Thursday, September 18, 2008

On a scale of 1-10, I am a 1000 in stress!

It has been a few days since the big news and I have been thinking and Steve has been thinking and I have been praying and talking and talking and listening and crying. I feel less angry, not out of anger, but less angry.

Here are my thoughts: "They" should not have approved Steve to return to work, he was coming back to his job, because he is loyal and careful and work oriented. They allowed him to return to work partially disabled and then laid him off. I just know that this is a clear violation of the law, American Disabilities Act is very clear about what you can and can not do to individuals who are on medical leave and disability. However, pursing this legally takes time and energy. So we have some hard thinking to do, what is the right thing to do for our family. I just wish someone at that place of business would understand what they did and offer him back so that he can remain on disability and heal. But they will not. So, we will decide to take the lay off package and sign hold harmless agreement or pursue grievance. I am sure that the suspense is killing all of you, so just hang on... cliff hanger ending!

My husband was not ready to job seek, he was trying to reenter into a position that he is familiar with, and a place that he understands with people who know him, how he works and more importantly what happened. He was NOT prepared to find a new job, start all over again and heal. Just getting to therapy, doctor's and helping with the girls in the morning takes his energy. His doctors have stated that he could work full time if he had to, but he still needs time to heal and gain strength.

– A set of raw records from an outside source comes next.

//! Reference-counted transport sharing.
//!
//! Clients configured alike share one transport, and therefore one
//! connection pool. The registry maps a [`TransportKey`] to a slot holding
//! the transport and an atomic reference count. Acquiring an existing slot
//! only takes the read lock; the write lock is taken to create a slot and to
//! remove one whose count reached zero.
//!
//! A slot whose count reached zero is never revived: an acquire racing with
//! the last release sees the zero, creates a fresh transport and replaces
//! the slot, while the releaser closes the old transport and leaves the
//! replacement in place.

use std::collections::HashMap;
use std::fmt;
use std::sync::atomic::{AtomicU64, AtomicUsize, Ordering};
use std::sync::Arc;

use parking_lot::RwLock;
use serde::{Deserialize, Serialize};
use tracing::info;

use crate::address::Protocol;
use crate::config::ConnectionConfig;
use crate::transport::{PooledTransport, Transport};

/// Identity under which transports are shared.
#[derive(Debug, Clone, PartialEq, Eq, Hash, Serialize, Deserialize)]
pub struct TransportKey {
    /// Replica protocol.
    pub protocol: Protocol,
    /// Connection settings.
    pub connection: ConnectionConfig,
}

impl TransportKey {
    /// Create a key.
    pub fn new(protocol: Protocol, connection: ConnectionConfig) -> Self {
        Self {
            protocol,
            connection,
        }
    }
}

struct SharedSlot<T> {
    id: u64,
    transport: Arc<T>,
    refs: AtomicUsize,
}

impl<T> SharedSlot<T> {
    /// Increment the count unless it already reached zero.
    fn try_retain(&self) -> bool {
        let mut current = self.refs.load(Ordering::Acquire);
        loop {
            if current == 0 {
                return false;
            }
            match self
                .refs
                .compare_exchange_weak(current, current + 1, Ordering::AcqRel, Ordering::Acquire)
            {
                Ok(_) => return true,
                Err(actual) => current = actual,
            }
        }
    }
}

type TransportFactory<T> = Box<dyn Fn(&TransportKey) -> T + Send + Sync>;

struct RegistryInner<T> {
    slots: RwLock<HashMap<TransportKey, Arc<SharedSlot<T>>>>,
    factory: TransportFactory<T>,
    next_id: AtomicU64,
}

impl<T: Transport> RegistryInner<T> {
    fn release(&self, key: &TransportKey, slot: &Arc<SharedSlot<T>>) {
        if slot.refs.fetch_sub(1, Ordering::AcqRel) != 1 {
            return;
        }

        {
            let mut slots = self.slots.write();
            if slots
                .get(key)
                .is_some_and(|current| Arc::ptr_eq(current, slot))
            {
                slots.remove(key);
            }
        }

        slot.transport.close();
        info!(
            instance = slot.id,
            protocol = %key.protocol,
            "released last reference, transport closed"
        );
    }
}

/// Registry handing out shared transports by [`TransportKey`].
pub struct SharedTransportRegistry<T: Transport = PooledTransport> {
    inner: Arc<RegistryInner<T>>,
}

impl<T: Transport + 'static> SharedTransportRegistry<T> {
    /// Create a registry building transports with `factory`.
    pub fn new<F>(factory: F) -> Self
    where
        F: Fn(&TransportKey) -> T + Send + Sync + 'static,
    {
        Self {
            inner: Arc::new(RegistryInner {
                slots: RwLock::new(HashMap::new()),
                factory: Box::new(factory),
                next_id: AtomicU64::new(1),
            }),
        }
    }

    /// Take a reference to the transport for `key`, creating it if none is
    /// live.
    pub fn acquire(&self, key: TransportKey) -> SharedTransportHandle<T> {
        let existing = self.inner.slots.read().get(&key).cloned();
        if let Some(slot) = existing {
            if slot.try_retain() {
                return self.handle(key, slot);
            }
        }

        let mut slots = self.inner.slots.write();
        if let Some(slot) = slots.get(&key).cloned() {
            if slot.try_retain() {
                drop(slots);
                return self.handle(key, slot);
            }
        }

        let slot = Arc::new(SharedSlot {
            id: self.inner.next_id.fetch_add(1, Ordering::Relaxed),
            transport: Arc::new((self.inner.factory)(&key)),
            refs: AtomicUsize::new(1),
        });
        slots.insert(key.clone(), slot.clone());
        drop(slots);

        info!(instance = slot.id, protocol = %key.protocol, "created shared transport");
        self.handle(key, slot)
    }

    fn handle(&self, key: TransportKey, slot: Arc<SharedSlot<T>>) -> SharedTransportHandle<T> {
        SharedTransportHandle {
            registry: self.inner.clone(),
            key,
            slot,
        }
    }

    /// Number of live transports.
    pub fn len(&self) -> usize {
        self.inner.slots.read().len()
    }

    /// Whether no transport is live.
    pub fn is_empty(&self) -> bool {
        self.inner.slots.read().is_empty()
    }

    /// References held on the live transport for `key`.
    pub fn ref_count(&self, key: &TransportKey) -> usize {
        self.inner
            .slots
            .read()
            .get(key)
            .map_or(0, |slot| slot.refs.load(Ordering::Acquire))
    }
}

impl<T: Transport + 'static> Clone for SharedTransportRegistry<T> {
    fn clone(&self) -> Self {
        Self {
            inner: self.inner.clone(),
        }
    }
}

/// One counted reference to a shared transport. Released on drop.
pub struct SharedTransportHandle<T: Transport = PooledTransport> {
    registry: Arc<RegistryInner<T>>,
    key: TransportKey,
    slot: Arc<SharedSlot<T>>,
}

impl<T: Transport> SharedTransportHandle<T> {
    /// The shared transport.
    pub fn transport(&self) -> &Arc<T> {
        &self.slot.transport
    }

    /// Identity of the underlying instance; a new instance gets a new id.
    pub fn instance_id(&self) -> u64 {
        self.slot.id
    }

    /// References currently held on the instance.
    pub fn ref_count(&self) -> usize {
        self.slot.refs.load(Ordering::Acquire)
    }

    /// Key the transport is shared under.
    pub fn key(&self) -> &TransportKey {
        &self.key
    }

    /// Give the reference back. Same as dropping the handle.
    pub fn release(self) {}
}

impl<T: Transport> Clone for SharedTransportHandle<T> {
    fn clone(&self) -> Self {
        // the count is at least one while this handle lives
        self.slot.refs.fetch_add(1, Ordering::AcqRel);
        Self {
            registry: self.registry.clone(),
            key: self.key.clone(),
            slot: self.slot.clone(),
        }
    }
}

impl<T: Transport> Drop for SharedTransportHandle<T> {
    fn drop(&mut self) {
        self.registry.release(&self.key, &self.slot);
    }
}

impl<T: Transport> fmt::Debug for SharedTransportHandle<T> {
    fn fmt(&self, f: &mut fmt::Formatter<'_>) -> fmt::Result {
        f.debug_struct("SharedTransportHandle")
            .field("instance", &self.slot.id)
            .field("protocol", &self.key.protocol)
            .field("refs", &self.ref_count())
            .finish()
    }
}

IN my rational mind, I understand that lay offs have been happening in this state and I understand that the companies that contract with the company he worked for have been cutting back as well, that is not the point. When Steve is healthy, he would do whatever he had to take care of his family. And now he is progressing well, but not back to normal strength and endurance. And this is what has made me mad.

He feels horrible, he is out of sorts and does not even know what to do next. He is struggling with his sleep and he is tired again, there are all sorts of tests being run because his hemoglobin might be off again. And he is in pain in his knees and has two bone chips that might have too be removed at a later point. I remind him that he did not cause This. These are a set of circumstances, he did not make this happen. He is a strong man, a loving husband, a caring father and does not deserve to feel like he let his family down.

I am not angry, but I am sad, I am frustrated, I am disappointed. I could not do their job, I believe that people should come first, and policy should be second. I hope that these gentlemen face themselves and are able to sleep at night. Because I know that I can't sleep and I did not cause this and I put the people in my life first.

My job, I have to be honest with people, I have to tell young adults what they need to do, what they are doing wrong and what needs to happen next. I have to help them recreate their dreams because their original dream is not within reach. But I do this with kindness, compassion, sensitivity and respect. Even when it is bad news, even when I have to release them from my program, even when what I have to say is not fair, but it is what it is. I still make sure that I am compassionate and respectful. I put the human being first and the policy second. The thing that his managment seemed to be missing.

Again, these are just my thoughts. Please don't sue me for them. Only sue me for my actions.

My prayer for the day is:

May God lift us up, my He stand beside each of us and help us to be people with the Spirit in us. May God allow us to be strong and loving and caring with each other and most importantly with God. May God helps us find direction and purpose, His love His support will be our savior.

Amen.

May God keep you and your family blessed and may you start with day with a reminder that no matter what, we all deserve respect and compassion.

Kendra

2 comments:

four little blessings said...

Praying for you, babe! Let me know if you need me!

Anonymous said...

I second that! It's still so hard to believe that they laid him off. Wouldn't you think, even hope, that any reasonable person would have just said "Now may not be the best time for you to come back, why don't you take a few more weeks and get back on your feet." Or something like that! Not "Sure, come on back, we've just been waiting to lay ya off!" I pray for your family, who I know are strong, good people and will pull through this. And for them, since now they have to live with themselves.